*** GIVEN RECORDS

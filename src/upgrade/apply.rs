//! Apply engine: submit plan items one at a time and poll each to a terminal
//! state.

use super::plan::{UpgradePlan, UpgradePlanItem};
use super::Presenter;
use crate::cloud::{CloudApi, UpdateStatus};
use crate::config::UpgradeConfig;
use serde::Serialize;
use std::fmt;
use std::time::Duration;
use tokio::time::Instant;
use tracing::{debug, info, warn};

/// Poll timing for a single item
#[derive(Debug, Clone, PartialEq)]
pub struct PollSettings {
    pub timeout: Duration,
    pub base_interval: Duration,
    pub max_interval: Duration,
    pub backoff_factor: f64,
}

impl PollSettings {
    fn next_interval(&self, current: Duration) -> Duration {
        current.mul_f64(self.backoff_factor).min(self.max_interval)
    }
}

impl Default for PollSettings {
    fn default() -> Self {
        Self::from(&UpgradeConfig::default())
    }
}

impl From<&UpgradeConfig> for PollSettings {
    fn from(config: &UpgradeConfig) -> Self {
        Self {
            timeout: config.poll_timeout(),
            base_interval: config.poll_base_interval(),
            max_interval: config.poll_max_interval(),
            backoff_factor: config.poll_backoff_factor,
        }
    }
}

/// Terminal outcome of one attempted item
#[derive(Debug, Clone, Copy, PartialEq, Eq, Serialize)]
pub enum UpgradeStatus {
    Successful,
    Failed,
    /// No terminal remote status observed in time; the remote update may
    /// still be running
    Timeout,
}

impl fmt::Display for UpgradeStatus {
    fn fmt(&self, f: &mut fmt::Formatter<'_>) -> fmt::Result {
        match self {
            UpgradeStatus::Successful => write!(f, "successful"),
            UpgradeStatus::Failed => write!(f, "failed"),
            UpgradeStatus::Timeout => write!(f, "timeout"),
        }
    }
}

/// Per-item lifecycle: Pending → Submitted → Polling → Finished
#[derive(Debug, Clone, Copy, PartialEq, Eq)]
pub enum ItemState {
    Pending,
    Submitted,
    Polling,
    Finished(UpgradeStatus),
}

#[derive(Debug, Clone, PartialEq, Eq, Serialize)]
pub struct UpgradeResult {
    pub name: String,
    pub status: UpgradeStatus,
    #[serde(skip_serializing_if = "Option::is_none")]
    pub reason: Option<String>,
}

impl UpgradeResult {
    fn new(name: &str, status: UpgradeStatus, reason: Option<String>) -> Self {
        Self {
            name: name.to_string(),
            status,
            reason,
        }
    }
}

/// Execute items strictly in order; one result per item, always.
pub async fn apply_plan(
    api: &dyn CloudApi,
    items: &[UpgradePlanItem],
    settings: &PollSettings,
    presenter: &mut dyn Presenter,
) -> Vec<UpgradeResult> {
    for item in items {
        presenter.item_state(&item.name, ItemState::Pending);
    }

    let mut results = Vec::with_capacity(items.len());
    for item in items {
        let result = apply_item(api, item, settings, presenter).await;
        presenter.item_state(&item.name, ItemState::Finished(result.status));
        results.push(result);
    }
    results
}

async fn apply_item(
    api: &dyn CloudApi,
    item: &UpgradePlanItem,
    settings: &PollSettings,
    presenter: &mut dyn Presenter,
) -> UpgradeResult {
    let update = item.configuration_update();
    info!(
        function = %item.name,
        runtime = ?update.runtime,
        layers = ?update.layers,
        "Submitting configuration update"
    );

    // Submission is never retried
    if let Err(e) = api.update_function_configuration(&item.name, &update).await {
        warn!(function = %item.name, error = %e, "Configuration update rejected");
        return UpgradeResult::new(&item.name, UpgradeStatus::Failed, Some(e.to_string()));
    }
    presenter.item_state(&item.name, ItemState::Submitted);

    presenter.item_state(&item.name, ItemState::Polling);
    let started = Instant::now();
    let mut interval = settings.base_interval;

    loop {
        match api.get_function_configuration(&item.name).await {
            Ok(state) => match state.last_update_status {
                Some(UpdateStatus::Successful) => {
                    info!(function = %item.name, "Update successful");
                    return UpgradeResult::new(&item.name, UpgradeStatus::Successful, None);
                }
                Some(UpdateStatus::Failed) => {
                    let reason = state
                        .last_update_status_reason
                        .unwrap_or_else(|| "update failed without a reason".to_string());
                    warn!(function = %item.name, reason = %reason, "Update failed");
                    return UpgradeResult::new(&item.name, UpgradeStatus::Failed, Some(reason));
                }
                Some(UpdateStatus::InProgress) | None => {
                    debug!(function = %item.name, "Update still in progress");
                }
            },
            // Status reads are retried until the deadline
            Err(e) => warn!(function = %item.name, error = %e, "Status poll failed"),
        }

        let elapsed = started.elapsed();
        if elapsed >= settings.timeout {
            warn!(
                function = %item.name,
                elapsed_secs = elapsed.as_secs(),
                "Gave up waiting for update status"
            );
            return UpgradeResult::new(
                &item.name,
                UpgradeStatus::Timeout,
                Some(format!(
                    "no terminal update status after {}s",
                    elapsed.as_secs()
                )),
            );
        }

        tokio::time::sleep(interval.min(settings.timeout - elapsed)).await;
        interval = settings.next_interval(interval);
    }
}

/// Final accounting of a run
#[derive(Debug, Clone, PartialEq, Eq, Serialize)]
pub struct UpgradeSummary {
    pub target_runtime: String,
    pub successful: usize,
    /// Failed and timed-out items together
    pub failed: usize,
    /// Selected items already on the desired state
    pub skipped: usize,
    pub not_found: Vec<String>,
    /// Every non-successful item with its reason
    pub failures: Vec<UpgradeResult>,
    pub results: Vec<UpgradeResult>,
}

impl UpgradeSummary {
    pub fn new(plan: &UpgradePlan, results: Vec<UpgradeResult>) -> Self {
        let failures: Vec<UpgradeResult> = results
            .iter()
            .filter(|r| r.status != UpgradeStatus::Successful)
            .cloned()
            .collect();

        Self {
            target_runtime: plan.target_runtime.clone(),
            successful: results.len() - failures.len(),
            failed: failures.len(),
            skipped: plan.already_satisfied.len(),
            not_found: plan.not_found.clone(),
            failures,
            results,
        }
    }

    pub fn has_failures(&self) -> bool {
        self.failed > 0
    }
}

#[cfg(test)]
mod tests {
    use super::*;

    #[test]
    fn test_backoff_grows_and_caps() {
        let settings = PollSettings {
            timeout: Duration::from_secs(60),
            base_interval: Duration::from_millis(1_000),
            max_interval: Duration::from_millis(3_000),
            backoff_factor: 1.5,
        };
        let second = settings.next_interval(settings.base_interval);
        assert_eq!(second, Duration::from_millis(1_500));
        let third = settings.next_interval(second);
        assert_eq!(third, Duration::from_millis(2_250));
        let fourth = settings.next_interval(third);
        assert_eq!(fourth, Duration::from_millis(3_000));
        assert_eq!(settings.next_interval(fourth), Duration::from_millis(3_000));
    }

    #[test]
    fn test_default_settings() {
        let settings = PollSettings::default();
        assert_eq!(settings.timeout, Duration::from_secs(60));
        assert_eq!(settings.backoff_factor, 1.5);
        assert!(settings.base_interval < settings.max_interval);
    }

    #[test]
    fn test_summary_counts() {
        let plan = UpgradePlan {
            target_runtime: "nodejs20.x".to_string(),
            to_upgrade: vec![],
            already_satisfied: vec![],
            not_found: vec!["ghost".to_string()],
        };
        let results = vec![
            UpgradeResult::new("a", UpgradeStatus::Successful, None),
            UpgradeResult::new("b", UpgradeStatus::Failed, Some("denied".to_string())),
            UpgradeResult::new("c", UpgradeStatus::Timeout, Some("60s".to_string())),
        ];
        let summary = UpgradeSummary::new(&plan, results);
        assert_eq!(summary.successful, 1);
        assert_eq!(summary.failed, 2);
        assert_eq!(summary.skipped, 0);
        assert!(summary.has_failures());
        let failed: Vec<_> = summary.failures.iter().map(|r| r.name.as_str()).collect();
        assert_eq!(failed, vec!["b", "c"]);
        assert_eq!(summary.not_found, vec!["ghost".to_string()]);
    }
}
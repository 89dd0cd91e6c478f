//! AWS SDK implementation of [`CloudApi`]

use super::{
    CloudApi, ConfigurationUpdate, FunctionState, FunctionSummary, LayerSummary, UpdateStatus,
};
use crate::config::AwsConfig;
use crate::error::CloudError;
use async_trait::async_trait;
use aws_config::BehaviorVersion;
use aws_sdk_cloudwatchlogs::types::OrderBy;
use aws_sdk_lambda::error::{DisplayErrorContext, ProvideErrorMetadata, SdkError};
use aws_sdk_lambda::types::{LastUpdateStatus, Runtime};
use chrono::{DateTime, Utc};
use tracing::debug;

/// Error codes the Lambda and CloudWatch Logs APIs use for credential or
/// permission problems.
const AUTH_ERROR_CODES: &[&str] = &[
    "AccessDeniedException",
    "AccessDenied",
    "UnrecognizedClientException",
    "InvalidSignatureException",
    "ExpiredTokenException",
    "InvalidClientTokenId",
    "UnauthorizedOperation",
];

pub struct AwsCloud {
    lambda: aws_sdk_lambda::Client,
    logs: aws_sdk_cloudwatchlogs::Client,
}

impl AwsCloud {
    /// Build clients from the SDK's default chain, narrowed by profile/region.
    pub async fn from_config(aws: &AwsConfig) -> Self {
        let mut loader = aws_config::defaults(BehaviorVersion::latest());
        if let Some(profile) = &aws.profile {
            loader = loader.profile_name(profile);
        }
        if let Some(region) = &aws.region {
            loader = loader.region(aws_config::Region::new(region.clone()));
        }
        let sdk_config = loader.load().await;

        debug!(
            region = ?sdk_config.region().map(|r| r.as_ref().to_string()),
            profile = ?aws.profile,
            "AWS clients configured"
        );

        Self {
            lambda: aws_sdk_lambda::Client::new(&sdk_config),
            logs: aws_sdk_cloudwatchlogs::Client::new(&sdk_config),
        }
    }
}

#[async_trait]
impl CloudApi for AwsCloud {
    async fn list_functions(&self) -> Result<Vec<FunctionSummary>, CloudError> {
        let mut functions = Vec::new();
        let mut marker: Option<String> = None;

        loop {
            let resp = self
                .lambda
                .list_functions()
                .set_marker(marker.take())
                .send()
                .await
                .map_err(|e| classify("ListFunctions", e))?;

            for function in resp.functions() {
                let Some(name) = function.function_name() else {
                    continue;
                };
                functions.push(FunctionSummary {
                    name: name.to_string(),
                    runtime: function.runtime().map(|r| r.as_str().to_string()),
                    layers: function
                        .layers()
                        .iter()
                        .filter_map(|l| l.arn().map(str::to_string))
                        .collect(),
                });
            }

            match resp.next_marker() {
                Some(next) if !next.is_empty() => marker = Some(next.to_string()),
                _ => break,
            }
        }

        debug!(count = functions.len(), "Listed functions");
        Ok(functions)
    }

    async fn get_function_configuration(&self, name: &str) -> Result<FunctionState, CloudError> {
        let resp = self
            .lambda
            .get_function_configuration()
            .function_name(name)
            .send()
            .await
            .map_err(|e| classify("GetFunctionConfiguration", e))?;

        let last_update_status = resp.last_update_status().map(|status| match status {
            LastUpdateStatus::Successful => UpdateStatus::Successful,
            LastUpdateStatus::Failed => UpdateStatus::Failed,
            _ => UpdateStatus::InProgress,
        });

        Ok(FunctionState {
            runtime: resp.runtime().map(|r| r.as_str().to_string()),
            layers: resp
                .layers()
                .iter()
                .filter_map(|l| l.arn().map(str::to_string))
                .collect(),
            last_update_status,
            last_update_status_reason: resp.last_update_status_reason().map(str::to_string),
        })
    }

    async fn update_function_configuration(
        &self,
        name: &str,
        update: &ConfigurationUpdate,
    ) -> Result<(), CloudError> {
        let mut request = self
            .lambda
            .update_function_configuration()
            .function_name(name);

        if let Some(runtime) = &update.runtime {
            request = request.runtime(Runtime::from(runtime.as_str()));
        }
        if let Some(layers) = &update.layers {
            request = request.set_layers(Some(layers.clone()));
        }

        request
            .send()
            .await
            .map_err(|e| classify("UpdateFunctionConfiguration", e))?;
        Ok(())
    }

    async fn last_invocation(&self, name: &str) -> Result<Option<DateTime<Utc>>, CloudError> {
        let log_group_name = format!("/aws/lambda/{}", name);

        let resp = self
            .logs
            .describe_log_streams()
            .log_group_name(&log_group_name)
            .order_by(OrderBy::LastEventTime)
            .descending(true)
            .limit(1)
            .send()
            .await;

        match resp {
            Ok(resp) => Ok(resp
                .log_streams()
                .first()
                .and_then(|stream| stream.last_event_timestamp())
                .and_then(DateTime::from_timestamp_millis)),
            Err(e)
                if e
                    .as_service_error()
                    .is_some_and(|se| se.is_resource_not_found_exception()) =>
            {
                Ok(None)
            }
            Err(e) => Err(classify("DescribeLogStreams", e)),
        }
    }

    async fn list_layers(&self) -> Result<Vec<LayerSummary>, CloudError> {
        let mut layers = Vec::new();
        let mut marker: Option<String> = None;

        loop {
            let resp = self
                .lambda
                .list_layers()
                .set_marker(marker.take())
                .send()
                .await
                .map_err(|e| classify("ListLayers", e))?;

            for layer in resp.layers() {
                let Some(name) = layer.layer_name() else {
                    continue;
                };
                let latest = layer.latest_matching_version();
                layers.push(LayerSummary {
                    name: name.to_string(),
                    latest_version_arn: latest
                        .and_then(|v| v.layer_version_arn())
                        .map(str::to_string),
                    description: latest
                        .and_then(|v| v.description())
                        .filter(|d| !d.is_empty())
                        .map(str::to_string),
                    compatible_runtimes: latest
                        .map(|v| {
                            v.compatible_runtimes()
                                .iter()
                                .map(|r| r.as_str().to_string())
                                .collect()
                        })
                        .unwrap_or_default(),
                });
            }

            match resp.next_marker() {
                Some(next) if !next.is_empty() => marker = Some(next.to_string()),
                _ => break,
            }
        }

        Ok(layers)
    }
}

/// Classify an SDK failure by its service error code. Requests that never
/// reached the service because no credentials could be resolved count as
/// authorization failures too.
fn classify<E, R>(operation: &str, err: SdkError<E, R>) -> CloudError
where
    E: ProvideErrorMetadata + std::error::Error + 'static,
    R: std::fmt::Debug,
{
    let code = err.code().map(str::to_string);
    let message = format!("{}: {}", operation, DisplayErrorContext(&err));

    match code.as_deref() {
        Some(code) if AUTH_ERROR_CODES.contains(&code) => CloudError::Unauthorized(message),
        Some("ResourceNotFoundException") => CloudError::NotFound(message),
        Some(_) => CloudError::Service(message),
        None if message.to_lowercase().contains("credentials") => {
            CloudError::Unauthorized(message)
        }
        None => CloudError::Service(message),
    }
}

******

WORK INSTRUCTION: Each line above with the string "AwsConfig" should be reported in full.

RESULT OF THIS TASK:
use crate::config::AwsConfig;
    pub async fn from_config(aws: &AwsConfig) -> Self {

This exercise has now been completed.